A list of Colonel Cook’s medals and decorations includes: the Medal of Honor, the Purple Heart with one bronze star, the Combat Action Ribbon, the National Defense Service Medal, the Armed Forces Expeditionary Medal, and the Republic of Vietnam Campaign Medal.


Rank and organization: Colonel, United States Marine Corps, Prisoner of War by the Viet Cong in the Republic of Vietnam. Place and date: Vietnam, 31 December 1964 to 8 December, 1967. Entered Service at: Brooklyn, New York. Date and place of birth: 9 August 1934, Brooklyn New York.
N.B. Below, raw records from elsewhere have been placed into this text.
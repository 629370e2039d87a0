//! Address classification
//!
//! Structural pattern matching only; no checksum validation. Ties between
//! chains sharing an alphabet (Bitcoin legacy Base58 vs Solana Base58) are
//! broken by a fixed priority order plus length/leading-character checks.

use regex::Regex;
use std::sync::LazyLock;

use crate::error::{Error, Result};
use crate::types::{ChainKind, ClassifiedAddress};

static BTC_LEGACY: LazyLock<Regex> =
    LazyLock::new(|| Regex::new(r"^[13][a-km-zA-HJ-NP-Z1-9]{25,34}$").unwrap());
static BTC_BECH32: LazyLock<Regex> =
    LazyLock::new(|| Regex::new(r"^bc1[a-z0-9]{39,59}$").unwrap());
static BTC_P2SH_COMPAT: LazyLock<Regex> =
    LazyLock::new(|| Regex::new(r"^2[a-km-zA-HJ-NP-Z1-9]{25,34}$").unwrap());
static SOLANA_BASE58: LazyLock<Regex> =
    LazyLock::new(|| Regex::new(r"^[1-9A-HJ-NP-Za-km-z]{32,44}$").unwrap());
static EVM_HEX: LazyLock<Regex> = LazyLock::new(|| Regex::new(r"^0x[a-fA-F0-9]{40}$").unwrap());

/// Classify a raw address string into its most likely chain.
///
/// A `0x` hex address could belong to any EVM chain; Ethereum is reported
/// at reduced confidence and explicit-chain callers can override.
pub fn classify(address: &str) -> Result<ClassifiedAddress> {
    let trimmed = address.trim();

    if let Some(found) = classify_exact(trimmed) {
        return Ok(found);
    }

    if let Some(found) = classify_relaxed(trimmed) {
        return Ok(found);
    }

    Err(Error::UnrecognizedAddress(address.to_string()))
}

/// First pass: exact structural patterns
fn classify_exact(address: &str) -> Option<ClassifiedAddress> {
    // Bitcoin first: a 32-34 character Base58 string with leading '1' or
    // '3' also satisfies the Solana pattern, and the priority order plus
    // the length threshold settle that tie in Bitcoin's favor.
    if BTC_BECH32.is_match(address) || BTC_LEGACY.is_match(address) {
        return Some(hit(address, ChainKind::Bitcoin, 0.95));
    }

    if BTC_P2SH_COMPAT.is_match(address) {
        return Some(hit(address, ChainKind::Bitcoin, 0.9));
    }

    if SOLANA_BASE58.is_match(address) {
        return Some(hit(address, ChainKind::Solana, 0.95));
    }

    if EVM_HEX.is_match(address) {
        return Some(hit(address, ChainKind::Ethereum, 0.7));
    }

    None
}

/// Second pass: case-normalized near-misses at reduced confidence
fn classify_relaxed(address: &str) -> Option<ClassifiedAddress> {
    let lowered = address.to_lowercase();

    if BTC_BECH32.is_match(&lowered) {
        return Some(hit(address, ChainKind::Bitcoin, 0.9));
    }

    if EVM_HEX.is_match(&lowered) {
        return Some(hit(address, ChainKind::Ethereum, 0.6));
    }

    None
}

fn hit(address: &str, chain: ChainKind, confidence: f64) -> ClassifiedAddress {
    ClassifiedAddress {
        address: address.to_string(),
        chain,
        confidence,
    }
}

/// Check whether an address is structurally valid for a specific chain
pub fn validate(address: &str, chain: ChainKind) -> bool {
    let trimmed = address.trim();
    match chain {
        ChainKind::Bitcoin => {
            BTC_LEGACY.is_match(trimmed)
                || BTC_BECH32.is_match(trimmed)
                || BTC_P2SH_COMPAT.is_match(trimmed)
        }
        ChainKind::Solana => SOLANA_BASE58.is_match(trimmed),
        // All EVM chains share the address format
        _ => EVM_HEX.is_match(trimmed),
    }
}
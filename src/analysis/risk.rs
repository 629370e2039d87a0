//! Risk assessment
//!
//! Two layers feed one score: threshold-based risk factors (weighted by
//! severity) and pattern-based suspicious activity detections (each
//! contributing a tenth of its pattern score). Thresholds come from
//! [`RiskConfig`]; the score is capped at 100.

use serde::{Deserialize, Serialize};

use crate::analysis::fund_flow::FlowSummary;
use crate::analysis::stats::TransactionAnalysis;
use crate::config::RiskConfig;
use crate::types::Transaction;

#[derive(Debug, Clone, Copy, PartialEq, Eq, Serialize, Deserialize)]
#[serde(rename_all = "snake_case")]
pub enum Severity {
    Critical,
    High,
    Medium,
    Low,
}

impl Severity {
    pub fn weight(self) -> f64 {
        match self {
            Severity::Critical => 25.0,
            Severity::High => 15.0,
            Severity::Medium => 10.0,
            Severity::Low => 5.0,
        }
    }
}

#[derive(Debug, Clone, Copy, PartialEq, Eq, Serialize, Deserialize)]
#[serde(rename_all = "snake_case")]
pub enum RiskLevel {
    Critical,
    High,
    Medium,
    Low,
}

impl RiskLevel {
    pub fn from_score(score: f64) -> Self {
        if score > 80.0 {
            RiskLevel::Critical
        } else if score > 60.0 {
            RiskLevel::High
        } else if score > 30.0 {
            RiskLevel::Medium
        } else {
            RiskLevel::Low
        }
    }
}

#[derive(Debug, Clone, Serialize, Deserialize)]
pub struct RiskFactor {
    pub name: String,
    pub description: String,
    pub severity: Severity,
}

#[derive(Debug, Clone, Serialize, Deserialize)]
pub struct SuspiciousActivity {
    pub pattern: String,
    pub description: String,
    /// Pattern confidence score in [0, 100]; contributes score/10 to the total
    pub score: f64,
}

#[derive(Debug, Clone, Serialize, Deserialize)]
pub struct RiskAssessment {
    /// Aggregate score in [0, 100]
    pub score: f64,
    pub level: RiskLevel,
    pub factors: Vec<RiskFactor>,
    pub suspicious_activities: Vec<SuspiciousActivity>,
    pub recommendations: Vec<String>,
}

/// Score a wallet from its statistics, flow summary and raw history
pub fn assess(
    analysis: &TransactionAnalysis,
    flows: &FlowSummary,
    txs: &[Transaction],
    config: &RiskConfig,
) -> RiskAssessment {
    let factors = collect_factors(analysis, flows, config);
    let suspicious = detect_patterns(analysis, txs, config);

    let score = (factors.iter().map(|f| f.severity.weight()).sum::<f64>()
        + suspicious.iter().map(|s| s.score * 0.1).sum::<f64>())
    .min(100.0);

    let recommendations = recommend(&factors, &suspicious);

    RiskAssessment {
        score,
        level: RiskLevel::from_score(score),
        factors,
        suspicious_activities: suspicious,
        recommendations,
    }
}

fn collect_factors(
    analysis: &TransactionAnalysis,
    flows: &FlowSummary,
    config: &RiskConfig,
) -> Vec<RiskFactor> {
    let mut factors = Vec::new();
    let mut push = |name: &str, description: String, severity: Severity| {
        factors.push(RiskFactor {
            name: name.to_string(),
            description,
            severity,
        });
    };

    if analysis.avg_per_day > config.high_frequency_per_day {
        push(
            "High Transaction Frequency",
            format!(
                "Averages {:.1} transactions per day",
                analysis.avg_per_day
            ),
            Severity::High,
        );
    }
    if analysis.max_value > config.large_value_max {
        push(
            "Large Value Transfers",
            format!("Largest single transfer of {:.2} native units", analysis.max_value),
            Severity::High,
        );
    }
    if analysis.failed_count > 10 {
        push(
            "Failed Transactions",
            format!("{} failed transactions in history", analysis.failed_count),
            Severity::Medium,
        );
    }
    if flows.exchange_count > config.exchange_activity_count {
        push(
            "High Exchange Activity",
            format!("{} flows touch known exchanges", flows.exchange_count),
            Severity::Medium,
        );
    }
    if flows.forex_count > config.forex_activity_count {
        push(
            "Forex Trading Activity",
            format!("{} flows touch forex providers", flows.forex_count),
            Severity::High,
        );
    }
    if flows.defi_count > config.defi_activity_count {
        push(
            "High DeFi Activity",
            format!("{} flows touch DeFi protocols", flows.defi_count),
            Severity::Medium,
        );
    }
    if analysis
        .fee_efficiency
        .is_some_and(|r| r > config.gas_inefficiency_ratio)
    {
        push(
            "Gas Inefficiency",
            "Mean gas usage far above plain transfers".to_string(),
            Severity::Low,
        );
    }
    if analysis.unique_counterparties > config.counterparty_diversity {
        push(
            "High Counterparty Diversity",
            format!(
                "{} unique counterparties",
                analysis.unique_counterparties
            ),
            Severity::Medium,
        );
    }

    factors
}

fn detect_patterns(
    analysis: &TransactionAnalysis,
    txs: &[Transaction],
    config: &RiskConfig,
) -> Vec<SuspiciousActivity> {
    let mut found = Vec::new();

    let large = txs
        .iter()
        .filter(|t| t.value_f64() > config.rapid_transfer_amount)
        .count();
    if large > config.rapid_transfer_count {
        found.push(SuspiciousActivity {
            pattern: "Rapid Large Transfers".to_string(),
            description: format!(
                "{large} transfers above {:.0} native units",
                config.rapid_transfer_amount
            ),
            score: 75.0,
        });
    }

    if analysis.unique_counterparties > config.mixing_min_counterparties
        && analysis.avg_value < config.mixing_max_avg_value
        && analysis.avg_value > 0.0
    {
        found.push(SuspiciousActivity {
            pattern: "Potential Mixing Activity".to_string(),
            description: format!(
                "{} counterparties with mean value {:.4}",
                analysis.unique_counterparties, analysis.avg_value
            ),
            score: 85.0,
        });
    }

    if analysis.total_transactions > 0 {
        let large_share =
            analysis.value_distribution.over_100 as f64 / analysis.total_transactions as f64;
        if large_share > config.pump_dump_large_share {
            found.push(SuspiciousActivity {
                pattern: "Pump and Dump Patterns".to_string(),
                description: format!(
                    "{:.0}% of transactions move over 100 native units",
                    large_share * 100.0
                ),
                score: 90.0,
            });
        }
    }

    if let Some(top) = analysis.top_counterparties.first() {
        if top.count as usize > config.wash_trade_interactions {
            found.push(SuspiciousActivity {
                pattern: "Wash Trading".to_string(),
                description: format!(
                    "{} interactions with a single counterparty",
                    top.count
                ),
                score: 80.0,
            });
        }
    }

    found
}

/// Fixed advisory text per factor/pattern name
fn recommend(factors: &[RiskFactor], suspicious: &[SuspiciousActivity]) -> Vec<String> {
    let has_factor = |name: &str| factors.iter().any(|f| f.name == name);
    let has_pattern = |name: &str| suspicious.iter().any(|s| s.pattern == name);

    let mut out = Vec::new();
    if has_factor("High Transaction Frequency") {
        out.push("Monitor for unusual transaction patterns".to_string());
    }
    if has_factor("Large Value Transfers") {
        out.push("Verify source of large transfers".to_string());
    }
    if has_factor("Forex Trading Activity") {
        out.push("Review forex trading compliance".to_string());
    }
    if has_pattern("Potential Mixing Activity") {
        out.push("Investigate potential mixing or layering activity".to_string());
    }
    if has_pattern("Pump and Dump Patterns") {
        out.push("Review for market manipulation patterns".to_string());
    }

    if factors.is_empty() && suspicious.is_empty() {
        out.push("No significant risks detected".to_string());
    }
    out
}

#[cfg(test)]
mod tests {
    use super::*;
    use crate::analysis::stats::{Counterparty, ValueDistribution};
    use crate::types::{scaled_u64, TxKind, TxStatus};
    use chrono::Utc;

    fn quiet_analysis() -> TransactionAnalysis {
        TransactionAnalysis {
            total_transactions: 5,
            avg_per_day: 1.0,
            avg_value: 0.5,
            max_value: 2.0,
            unique_counterparties: 3,
            ..Default::default()
        }
    }

    fn big_tx(value_units: u64) -> Transaction {
        Transaction {
            hash: "h".to_string(),
            block_height: 1,
            timestamp: Utc::now(),
            from: "a".to_string(),
            to: "b".to_string(),
            value: scaled_u64(value_units, 0),
            currency: "ETH".to_string(),
            status: TxStatus::Success,
            kind: TxKind::Transfer,
            fee: None,
            gas_used: None,
        }
    }

    #[test]
    fn quiet_wallet_scores_low() {
        let assessment = assess(
            &quiet_analysis(),
            &FlowSummary::default(),
            &[],
            &RiskConfig::default(),
        );
        assert_eq!(assessment.score, 0.0);
        assert_eq!(assessment.level, RiskLevel::Low);
        assert_eq!(
            assessment.recommendations,
            vec!["No significant risks detected".to_string()]
        );
    }

    #[test]
    fn severity_weights() {
        assert_eq!(Severity::Critical.weight(), 25.0);
        assert_eq!(Severity::High.weight(), 15.0);
        assert_eq!(Severity::Medium.weight(), 10.0);
        assert_eq!(Severity::Low.weight(), 5.0);
    }

    #[test]
    fn large_value_plus_failures_stays_low_band() {
        // One high factor (15) and one medium factor (10): 25, still low
        let mut analysis = quiet_analysis();
        analysis.max_value = 60_000.0;
        analysis.failed_count = 11;
        let assessment = assess(
            &analysis,
            &FlowSummary::default(),
            &[],
            &RiskConfig::default(),
        );
        assert_eq!(assessment.score, 25.0);
        assert_eq!(assessment.level, RiskLevel::Low);
        let severities: Vec<Severity> =
            assessment.factors.iter().map(|f| f.severity).collect();
        assert_eq!(severities, vec![Severity::High, Severity::Medium]);
    }

    #[test]
    fn rapid_large_transfers_detected() {
        let txs: Vec<Transaction> = (0..4).map(|_| big_tx(20_000)).collect();
        let assessment = assess(
            &quiet_analysis(),
            &FlowSummary::default(),
            &txs,
            &RiskConfig::default(),
        );
        assert!(assessment
            .suspicious_activities
            .iter()
            .any(|s| s.pattern == "Rapid Large Transfers"));
        // 75 * 0.1 = 7.5
        assert!((assessment.score - 7.5).abs() < 1e-9);
    }

    #[test]
    fn mixing_pattern_needs_both_conditions() {
        let mut analysis = quiet_analysis();
        analysis.unique_counterparties = 60;
        analysis.avg_value = 0.05;
        let assessment = assess(
            &analysis,
            &FlowSummary::default(),
            &[],
            &RiskConfig::default(),
        );
        assert!(assessment
            .suspicious_activities
            .iter()
            .any(|s| s.pattern == "Potential Mixing Activity"));
        assert!(assessment
            .recommendations
            .contains(&"Investigate potential mixing or layering activity".to_string()));

        analysis.avg_value = 5.0;
        let assessment = assess(
            &analysis,
            &FlowSummary::default(),
            &[],
            &RiskConfig::default(),
        );
        assert!(!assessment
            .suspicious_activities
            .iter()
            .any(|s| s.pattern == "Potential Mixing Activity"));
    }

    #[test]
    fn wash_trading_flags_dominant_counterparty() {
        let mut analysis = quiet_analysis();
        analysis.top_counterparties = vec![Counterparty {
            address: "0xabc".to_string(),
            count: 25,
            total_value: 10.0,
        }];
        let assessment = assess(
            &analysis,
            &FlowSummary::default(),
            &[],
            &RiskConfig::default(),
        );
        assert!(assessment
            .suspicious_activities
            .iter()
            .any(|s| s.pattern == "Wash Trading"));
    }

    #[test]
    fn pump_and_dump_uses_large_share() {
        let mut analysis = quiet_analysis();
        analysis.total_transactions = 10;
        analysis.value_distribution = ValueDistribution {
            over_100: 3,
            ..Default::default()
        };
        let assessment = assess(
            &analysis,
            &FlowSummary::default(),
            &[],
            &RiskConfig::default(),
        );
        assert!(assessment
            .suspicious_activities
            .iter()
            .any(|s| s.pattern == "Pump and Dump Patterns"));
        assert!(assessment
            .recommendations
            .contains(&"Review for market manipulation patterns".to_string()));
    }

    #[test]
    fn score_caps_at_100_and_levels_band() {
        let mut analysis = quiet_analysis();
        analysis.avg_per_day = 100.0;
        analysis.max_value = 1_000_000.0;
        analysis.failed_count = 50;
        analysis.unique_counterparties = 200;
        analysis.avg_value = 0.01;
        analysis.fee_efficiency = Some(10.0);
        analysis.total_transactions = 10;
        analysis.value_distribution.over_100 = 9;
        analysis.top_counterparties = vec![Counterparty {
            address: "0xabc".to_string(),
            count: 100,
            total_value: 1.0,
        }];
        let flows = FlowSummary {
            exchange_count: 50,
            forex_count: 20,
            defi_count: 50,
            ..Default::default()
        };
        let txs: Vec<Transaction> = (0..10).map(|_| big_tx(100_000)).collect();
        let assessment = assess(&analysis, &flows, &txs, &RiskConfig::default());
        assert_eq!(assessment.score, 100.0);
        assert_eq!(assessment.level, RiskLevel::Critical);
        assert!(assessment
            .recommendations
            .contains(&"Review forex trading compliance".to_string()));
        assert!(assessment.recommendations.len() >= 4);
    }

    #[test]
    fn risk_bands() {
        assert_eq!(RiskLevel::from_score(100.0), RiskLevel::Critical);
        assert_eq!(RiskLevel::from_score(80.0), RiskLevel::High);
        assert_eq!(RiskLevel::from_score(61.0), RiskLevel::High);
        assert_eq!(RiskLevel::from_score(31.0), RiskLevel::Medium);
        assert_eq!(RiskLevel::from_score(30.0), RiskLevel::Low);
    }
}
For conspicuous gallantry and intrepidity at the risk of his life above and beyond the call of duty while interned as a Prisoner of War by the Viet Cong in the Republic of Vietnam during the period 31 December 1964 to 8 December 1967. Despite the fact that by so doing he would bring about harsher treatment for himself, Colonel (then Captain) Cook established himself as the senior prisoner, even though in actuality he was not. Repeatedly assuming more than his share of their health, Colonel Cook willingly and unselfishly put the interests of his comrades before that of his own well-being and, eventually, his life. Giving more needy men his medicine and drug allowance while constantly nursing them, he risked infection from contagious diseases while in a rapidly deteriorating state of health. This unselfish and exemplary conduct, coupled with his refusal to stray even the slightest from the Code of Conduct, earned him the deepest respect from not only his fellow prisoners, but his captors as well. Rather than negotiate for his own release or better treatment, he steadfastly frustrated attempts by the Viet Cong to break his indomitable spirit. and passed this same resolve on to the men whose well-being he so closely associated himself. Knowing his refusals would prevent his release prior to the end of the war, and also knowing his chances for prolonged survival would be small in the event of continued refusal, he chose nevertheless to adhere to a Code of Conduct far above that which could be expected. His personal valor and exceptional spirit of loyalty in the face of almost certain death reflected the highest credit upon Colonel Cook, the Marine Corps, and the United States Naval Service.